27 In relation to the amount of security the Defendants rely on an affidavit of Christopher Bruce Brierley sworn 29 April 2009. Mr Brierley is an experienced litigation solicitor who frequently acts in defence of claims made against solicitors.
28 Mr Brierley has provided details of charge-out rates at his firm, a summary of the preparation that he considers will be necessary, and an assessment of what the work in defence of the claim will approximate. The total of his estimate is $55,690 including counsel and expert witnesses. The Defendants seek $50,000 by way of security.
29 When providing security for costs the Court does not set out to provide a complete indemnity to a defendant is respect of her or his costs: Brundza v Robbie and Co (No. 2) (1952) 88 CLR 171 at 175. In the amount to be provided the Court should have regard to the effect of the order on a plaintiff’s ability to continue the litigation.
30 I am mindful of the evidence, although somewhat sparse, about the Plaintiff’s claimed inability to meet any order for security. For that reason I think it is appropriate to order security in stages in an attempt to minimise, if possible, the risk that any order will prevent the Plaintiff from continuing the claim. I am also mindful of that matter in the total amount I intend to order. It is always open to a defendant to make further application if it is appropriate to do so at a later stage. However, in determining the total figure I have done so bearing in mind that further applications are to be avoided as far as possible to minimise the incurring of further costs.
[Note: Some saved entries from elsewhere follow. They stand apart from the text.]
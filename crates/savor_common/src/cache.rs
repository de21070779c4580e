//! In-memory result cache with per-entry time-to-live.
//!
//! The pipeline only needs `get` and `set`; keeping the trait that small
//! means the backend can be swapped without touching pipeline logic.
//! Entries are overwritten wholesale, there are no partial updates, and
//! concurrent writers to the same key race with last-write-wins.

use std::collections::HashMap;
use std::time::Duration;

use async_trait::async_trait;
use tokio::sync::RwLock;
use tokio::time::Instant;

use crate::restaurant::Restaurant;

/// Minimal cache capability shared by every endpoint.
#[async_trait]
pub trait Cache: Send + Sync {
    /// Look up a result list. Expired entries behave like misses.
    async fn get(&self, key: &str) -> Option<Vec<Restaurant>>;

    /// Store a result list. `ttl = None` means the entry never expires.
    async fn set(&self, key: &str, value: Vec<Restaurant>, ttl: Option<Duration>);
}

struct Entry {
    value: Vec<Restaurant>,
    expires_at: Option<Instant>,
}

impl Entry {
    fn is_expired(&self) -> bool {
        match self.expires_at {
            Some(expires_at) => Instant::now() >= expires_at,
            None => false,
        }
    }
}

/// Unbounded in-memory backend. Expiry is the only eviction.
#[derive(Default)]
pub struct MemoryCache {
    entries: RwLock<HashMap<String, Entry>>,
}

impl MemoryCache {
    pub fn new() -> Self {
        Self::default()
    }
}

#[async_trait]
impl Cache for MemoryCache {
    async fn get(&self, key: &str) -> Option<Vec<Restaurant>> {
        {
            let entries = self.entries.read().await;
            match entries.get(key) {
                Some(entry) if !entry.is_expired() => return Some(entry.value.clone()),
                Some(_) => {}
                None => return None,
            }
        }

        // Expired entries are dropped on read so the map does not
        // accumulate stale lists.
        self.entries.write().await.remove(key);
        None
    }

    async fn set(&self, key: &str, value: Vec<Restaurant>, ttl: Option<Duration>) {
        let entry = Entry {
            value,
            expires_at: ttl.map(|ttl| Instant::now() + ttl),
        };
        self.entries.write().await.insert(key.to_string(), entry);
    }
}
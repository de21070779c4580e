//! LLM search agent - asks a web-search capable model for restaurant
//! candidates with a strict JSON output schema.
//!
//! A single invocation is all-or-nothing: any upstream error, missing
//! output text, or schema-invalid output fails the whole call and the
//! caller never sees partial candidates.

use std::collections::HashSet;
use std::sync::Mutex;
use std::time::Duration;

use anyhow::Context;
use async_trait::async_trait;
use serde::{Deserialize, Serialize};
use tracing::debug;

use savor_common::AgentConfig;

/// Low sampling temperature keeps suggestions stable between calls.
const TEMPERATURE: f64 = 0.3;

/// Input sent when the caller supplies no free-text query.
const DEFAULT_QUERY: &str = "Any recommendation";

/// One model-proposed suggestion, prior to directory verification.
/// Exact duplicate triples collapse in the result set; near-duplicates
/// with a different rationale do not.
#[derive(Debug, Clone, PartialEq, Eq, Hash, Serialize, Deserialize)]
pub struct Candidate {
    pub name: String,
    pub reference_url: String,
    pub rationale: String,
}

/// Everything one agent invocation needs.
#[derive(Debug, Clone, Default)]
pub struct CandidateQuery {
    pub city: String,
    pub query: String,
    pub cuisines: Vec<String>,
    pub prices: Vec<String>,
    pub max_suggestions: usize,
    /// Per-request credential; the configured key is the fallback.
    pub api_key: Option<String>,
}

/// Agent errors
#[derive(Debug, Clone, thiserror::Error)]
pub enum AgentError {
    #[error("agent request failed: {0}")]
    Http(String),

    #[error("agent returned HTTP {0}")]
    Status(u16),

    #[error("agent output did not match the expected schema: {0}")]
    InvalidOutput(String),

    #[error("agent returned no output text")]
    EmptyResponse,
}

/// Candidate-search capability.
///
/// Production code uses [`HttpSearchAgent`]; tests use
/// [`FakeSearchAgent`] with canned candidate sets.
#[async_trait]
pub trait SearchAgent: Send + Sync {
    async fn find_candidates(
        &self,
        query: &CandidateQuery,
    ) -> Result<HashSet<Candidate>, AgentError>;
}

#[derive(Debug, Deserialize)]
struct CandidateList {
    restaurants: Vec<Candidate>,
}

/// Real agent backed by the model service's responses endpoint.
pub struct HttpSearchAgent {
    config: AgentConfig,
    http: reqwest::Client,
}

impl HttpSearchAgent {
    pub fn new(config: AgentConfig) -> anyhow::Result<Self> {
        let mut builder = reqwest::Client::builder();
        if let Some(secs) = config.timeout_secs {
            builder = builder.timeout(Duration::from_secs(secs));
        }
        let http = builder.build().context("Failed to build agent HTTP client")?;

        Ok(Self { config, http })
    }
}

#[async_trait]
impl SearchAgent for HttpSearchAgent {
    async fn find_candidates(
        &self,
        query: &CandidateQuery,
    ) -> Result<HashSet<Candidate>, AgentError> {
        let url = format!("{}/responses", self.config.endpoint.trim_end_matches('/'));
        let input = if query.query.is_empty() {
            DEFAULT_QUERY
        } else {
            query.query.as_str()
        };

        let body = serde_json::json!({
            "model": self.config.model,
            "instructions": build_instructions(query),
            "input": input,
            "tools": [{ "type": "web_search" }],
            "parallel_tool_calls": true,
            "temperature": TEMPERATURE,
            "text": {
                "format": {
                    "type": "json_schema",
                    "name": "restaurant_candidates",
                    "strict": true,
                    "schema": output_schema(),
                }
            },
        });

        let mut request = self.http.post(&url).json(&body);
        if let Some(key) =
            resolve_api_key(query.api_key.as_deref(), self.config.api_key.as_deref())
        {
            request = request.bearer_auth(key);
        }

        let response = request
            .send()
            .await
            .map_err(|e| AgentError::Http(e.to_string()))?;

        if !response.status().is_success() {
            return Err(AgentError::Status(response.status().as_u16()));
        }

        let response_json: serde_json::Value = response
            .json()
            .await
            .map_err(|e| AgentError::InvalidOutput(e.to_string()))?;

        let text = extract_output_text(&response_json).ok_or(AgentError::EmptyResponse)?;
        let candidates = parse_candidates(text)?;
        debug!("Agent returned {} candidates", candidates.len());

        Ok(candidates)
    }
}

/// Build the concierge instruction for one query. Filters become
/// natural-language constraints appended to the instruction.
fn build_instructions(query: &CandidateQuery) -> String {
    let mut filters: Vec<String> = Vec::new();
    if !query.cuisines.is_empty() {
        filters.push(format!("cuisine(s): {}", query.cuisines.join(", ")));
    }
    if !query.prices.is_empty() {
        filters.push(format!("price: {}", query.prices.join(", ")));
    }

    let mut instructions = format!(
        "You are a dining concierge for {}. \
         Return **only** JSON that validates against the provided schema. \
         Include at most {} places with valid directory pages. \
         For each place add a short `rationale` string explaining, in one \
         sentence, why you are recommending it.",
        query.city, query.max_suggestions
    );
    if !filters.is_empty() {
        instructions.push_str(&format!(" Required filters: {}.", filters.join(" and ")));
    }

    instructions
}

/// Resolve the credential for one request: the caller's override wins,
/// the process-wide default is the fallback.
fn resolve_api_key<'a>(
    override_key: Option<&'a str>,
    default_key: Option<&'a str>,
) -> Option<&'a str> {
    override_key.or(default_key)
}

fn output_schema() -> serde_json::Value {
    serde_json::json!({
        "type": "object",
        "properties": {
            "restaurants": {
                "type": "array",
                "items": {
                    "type": "object",
                    "properties": {
                        "name": { "type": "string" },
                        "reference_url": { "type": "string" },
                        "rationale": { "type": "string" }
                    },
                    "required": ["name", "reference_url", "rationale"],
                    "additionalProperties": false
                }
            }
        },
        "required": ["restaurants"],
        "additionalProperties": false
    })
}

/// Pull the structured-output text out of a responses-API payload.
fn extract_output_text(response: &serde_json::Value) -> Option<&str> {
    response
        .get("output")?
        .as_array()?
        .iter()
        .find(|item| item.get("type").and_then(|t| t.as_str()) == Some("message"))?
        .get("content")?
        .as_array()?
        .iter()
        .find(|part| part.get("type").and_then(|t| t.as_str()) == Some("output_text"))?
        .get("text")?
        .as_str()
}

/// Parse the model's JSON and collapse exact duplicate triples.
fn parse_candidates(text: &str) -> Result<HashSet<Candidate>, AgentError> {
    let list: CandidateList =
        serde_json::from_str(text).map_err(|e| AgentError::InvalidOutput(e.to_string()))?;
    Ok(list.restaurants.into_iter().collect())
}

/// Fake agent for tests: canned candidate sets or errors, a call
/// counter, and the last query it was handed.
pub struct FakeSearchAgent {
    responses: Mutex<Vec<Result<Vec<Candidate>, AgentError>>>,
    call_count: Mutex<usize>,
    last_query: Mutex<Option<CandidateQuery>>,
}

impl FakeSearchAgent {
    pub fn new(responses: Vec<Result<Vec<Candidate>, AgentError>>) -> Self {
        Self {
            responses: Mutex::new(responses),
            call_count: Mutex::new(0),
            last_query: Mutex::new(None),
        }
    }

    /// A fake that returns the same candidates on every call.
    pub fn always(candidates: Vec<Candidate>) -> Self {
        Self::new(vec![Ok(candidates)])
    }

    /// A fake that fails every call.
    pub fn always_error(error: AgentError) -> Self {
        Self::new(vec![Err(error)])
    }

    pub fn call_count(&self) -> usize {
        *self.call_count.lock().unwrap()
    }

    /// The query from the most recent call, if any.
    pub fn last_query(&self) -> Option<CandidateQuery> {
        self.last_query.lock().unwrap().clone()
    }
}

#[async_trait]
impl SearchAgent for FakeSearchAgent {
    async fn find_candidates(
        &self,
        query: &CandidateQuery,
    ) -> Result<HashSet<Candidate>, AgentError> {
        *self.call_count.lock().unwrap() += 1;
        *self.last_query.lock().unwrap() = Some(query.clone());

        let mut responses = self.responses.lock().unwrap();
        let response = if responses.is_empty() {
            Err(AgentError::EmptyResponse)
        } else if responses.len() == 1 {
            responses[0].clone()
        } else {
            responses.remove(0)
        };

        response.map(|candidates| candidates.into_iter().collect())
    }
}
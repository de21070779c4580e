//! HTTP server for savord.

use std::sync::Arc;
use std::time::Instant;

use anyhow::Result;
use axum::http::HeaderValue;
use axum::Router;
use tower_http::cors::{AllowOrigin, Any, CorsLayer};
use tower_http::trace::TraceLayer;
use tracing::info;

use savor_common::Cache;

use crate::listings::ListingService;
use crate::recommender::RecommenderService;
use crate::routes;

/// Origins the development frontends call from.
const ALLOWED_ORIGINS: [&str; 3] = [
    "http://localhost:5173",
    "http://localhost:3000",
    "http://192.168.97.3:3000",
];

/// Application state shared across handlers
pub struct AppState {
    pub listings: Arc<ListingService>,
    pub recommender: Arc<RecommenderService>,
    pub cache: Arc<dyn Cache>,
    pub start_time: Instant,
}

impl AppState {
    pub fn new(
        listings: Arc<ListingService>,
        recommender: Arc<RecommenderService>,
        cache: Arc<dyn Cache>,
    ) -> Self {
        Self {
            listings,
            recommender,
            cache,
            start_time: Instant::now(),
        }
    }
}

/// Build the router; split out so tests can drive it in-process.
pub fn app(state: Arc<AppState>) -> Router {
    let cors = CorsLayer::new()
        .allow_origin(AllowOrigin::list(ALLOWED_ORIGINS.map(HeaderValue::from_static)))
        .allow_methods(Any)
        .allow_headers(Any);

    Router::new()
        .merge(routes::restaurant_routes())
        .merge(routes::health_routes())
        .with_state(state)
        .layer(TraceLayer::new_for_http())
        .layer(cors)
}

/// Run the HTTP server
pub async fn run(state: AppState, addr: &str) -> Result<()> {
    let state = Arc::new(state);
    let app = app(state);

    let listener = tokio::net::TcpListener::bind(addr).await?;
    info!("Listening on http://{}", addr);

    axum::serve(listener, app).await?;
    Ok(())
}
//! Document loading.
//!
//! Loaders turn a file on disk into an ordered list of [`DocumentUnit`]s,
//! one per page. PDFs go through `lopdf`; everything else is read as UTF-8
//! text with form feeds treated as page breaks.

use lopdf::Document;
use std::fs;
use std::path::Path;

use crate::error::{Error, Result};
use crate::vector_entry::Metadata;

pub const SOURCE_KEY: &str = "source";
pub const PAGE_KEY: &str = "page";

const PAGE_BREAK: char = '\x0c';

#[derive(Debug, Clone, PartialEq)]
pub struct DocumentUnit {
    pub text: String,
    pub source_metadata: Metadata,
}

impl DocumentUnit {
    pub fn new(text: impl Into<String>, source_metadata: Metadata) -> Self {
        Self {
            text: text.into(),
            source_metadata,
        }
    }

    fn page(path: &Path, page: usize, text: String) -> Self {
        let mut metadata = Metadata::new();
        metadata.insert(SOURCE_KEY.to_string(), path.display().to_string());
        metadata.insert(PAGE_KEY.to_string(), page.to_string());
        Self::new(text, metadata)
    }
}

pub trait DocumentLoader: Send + Sync {
    fn load(&self, path: &Path) -> Result<Vec<DocumentUnit>>;
}

fn ensure_exists(path: &Path) -> Result<()> {
    if !path.exists() {
        return Err(Error::NotFound {
            path: path.to_path_buf(),
        });
    }
    if !path.is_file() {
        return Err(Error::parse(path, "not a regular file"));
    }
    Ok(())
}

#[derive(Debug, Default, Clone, Copy)]
pub struct PdfLoader;

impl DocumentLoader for PdfLoader {
    fn load(&self, path: &Path) -> Result<Vec<DocumentUnit>> {
        ensure_exists(path)?;

        let doc = Document::load(path).map_err(|e| Error::parse(path, e.to_string()))?;

        // BTreeMap keyed by 1-based page number, so iteration is source order.
        let pages = doc.get_pages();
        let mut units = Vec::with_capacity(pages.len());
        for (index, page_number) in pages.keys().enumerate() {
            let text = match doc.extract_text(&[*page_number]) {
                Ok(text) => text,
                Err(e) => {
                    log::warn!(
                        "No text extracted from page {} of '{}': {}",
                        page_number,
                        path.display(),
                        e
                    );
                    String::new()
                }
            };
            units.push(DocumentUnit::page(path, index, text));
        }

        if units.iter().all(|unit| unit.text.trim().is_empty()) {
            return Err(Error::parse(
                path,
                "no extractable text content (document may be scanned)",
            ));
        }

        log::debug!("Loaded {} page(s) from PDF '{}'", units.len(), path.display());
        Ok(units)
    }
}

#[derive(Debug, Default, Clone, Copy)]
pub struct TextLoader;

impl DocumentLoader for TextLoader {
    fn load(&self, path: &Path) -> Result<Vec<DocumentUnit>> {
        ensure_exists(path)?;

        let bytes = fs::read(path)?;
        let text = String::from_utf8(bytes)
            .map_err(|e| Error::parse(path, format!("invalid UTF-8: {}", e)))?;

        let units: Vec<DocumentUnit> = text
            .split(PAGE_BREAK)
            .enumerate()
            .map(|(page, page_text)| DocumentUnit::page(path, page, page_text.to_string()))
            .collect();

        log::debug!("Loaded {} page(s) from text file '{}'", units.len(), path.display());
        Ok(units)
    }
}

/// Picks a loader from the file extension.
#[derive(Debug, Default, Clone, Copy)]
pub struct AutoLoader;

impl DocumentLoader for AutoLoader {
    fn load(&self, path: &Path) -> Result<Vec<DocumentUnit>> {
        let is_pdf = path
            .extension()
            .and_then(|ext| ext.to_str())
            .map(|ext| ext.eq_ignore_ascii_case("pdf"))
            .unwrap_or(false);

        if is_pdf {
            PdfLoader.load(path)
        } else {
            TextLoader.load(path)
        }
    }
}

#[cfg(test)]
mod tests {
    use super::*;
    use std::io::Write;

    #[test]
    fn test_missing_path_is_not_found() {
        let missing = Path::new("/definitely/not/here.txt");
        assert!(matches!(TextLoader.load(missing), Err(Error::NotFound { .. })));
        assert!(matches!(
            AutoLoader.load(Path::new("/definitely/not/here.pdf")),
            Err(Error::NotFound { .. })
        ));
    }

    #[test]
    fn test_directory_is_parse_error() {
        let dir = tempfile::tempdir().unwrap();
        assert!(matches!(TextLoader.load(dir.path()), Err(Error::Parse { .. })));
        assert!(matches!(AutoLoader.load(dir.path()), Err(Error::Parse { .. })));
    }

    #[test]
    fn test_text_pages_split_on_form_feed() {
        let mut file = tempfile::NamedTempFile::new().unwrap();
        write!(file, "first page\x0csecond page").unwrap();

        let units = TextLoader.load(file.path()).unwrap();
        assert_eq!(units.len(), 2);
        assert_eq!(units[0].text, "first page");
        assert_eq!(units[1].text, "second page");
        assert_eq!(units[1].source_metadata.get(PAGE_KEY).map(String::as_str), Some("1"));
        assert_eq!(
            units[0].source_metadata.get(SOURCE_KEY),
            Some(&file.path().display().to_string())
        );
    }

    #[test]
    fn test_invalid_utf8_is_parse_error() {
        let mut file = tempfile::NamedTempFile::new().unwrap();
        file.write_all(&[0xff, 0xfe, 0xfd]).unwrap();
        assert!(matches!(TextLoader.load(file.path()), Err(Error::Parse { .. })));
    }

    #[test]
    fn test_garbage_pdf_is_parse_error() {
        let mut file = tempfile::Builder::new().suffix(".pdf").tempfile().unwrap();
        file.write_all(b"this is not a pdf").unwrap();
        assert!(matches!(AutoLoader.load(file.path()), Err(Error::Parse { .. })));
    }
}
31 The proceedings are at a very early stage. The Statement of Claim was filed on 21 January 2009 and no defence has yet been filed. Both counsel seemed to think that it was likely to be about 18 months before there would be a hearing in the matter and that if security was to be ordered in stages I should have regard to that sort of period.
32 In my opinion, the Plaintiff should provide security in the sum of $40,000 on the following basis:
- (a) the sum of $10,000 is to be provided on or before 31 October 2009;
- (b) a further sum of $10,000 is to be provided on or before 30 April 2010;
- (c) a further sum of $10,000 is to be provided by 31 August 2010;
- (d) the balance of $10,000 is to be provided by 30 November 2010.
The proceedings will be stayed in each case until the due payment is made.
33 In relation to the costs of the application, I have read the correspondence from each of the solicitors which warns that a failure to agree to the position put forward by that party will be used as a basis for obtaining an indemnity costs award on the hearing of the application should the party be successful. I do not consider it appropriate to award indemnity costs on this application. Neither party’s arguments were so lacking in cogency that it could be said one or the other acted unreasonably by not accepting the other party’s position set out in the correspondence.
34 In my opinion, the appropriate costs order is that the costs of the application should be the Defendants’ costs in the cause. That reflects the fact that the Plaintiff has been unsuccessful in resisting an order for security but means that if the Plaintiff is ultimately successful in her claim against the Defendants, the Defendants will not be entitled to receive their costs of this application.
35 The parties should bring in Short Minutes of Order to reflect these reasons and to deal with the form of the security.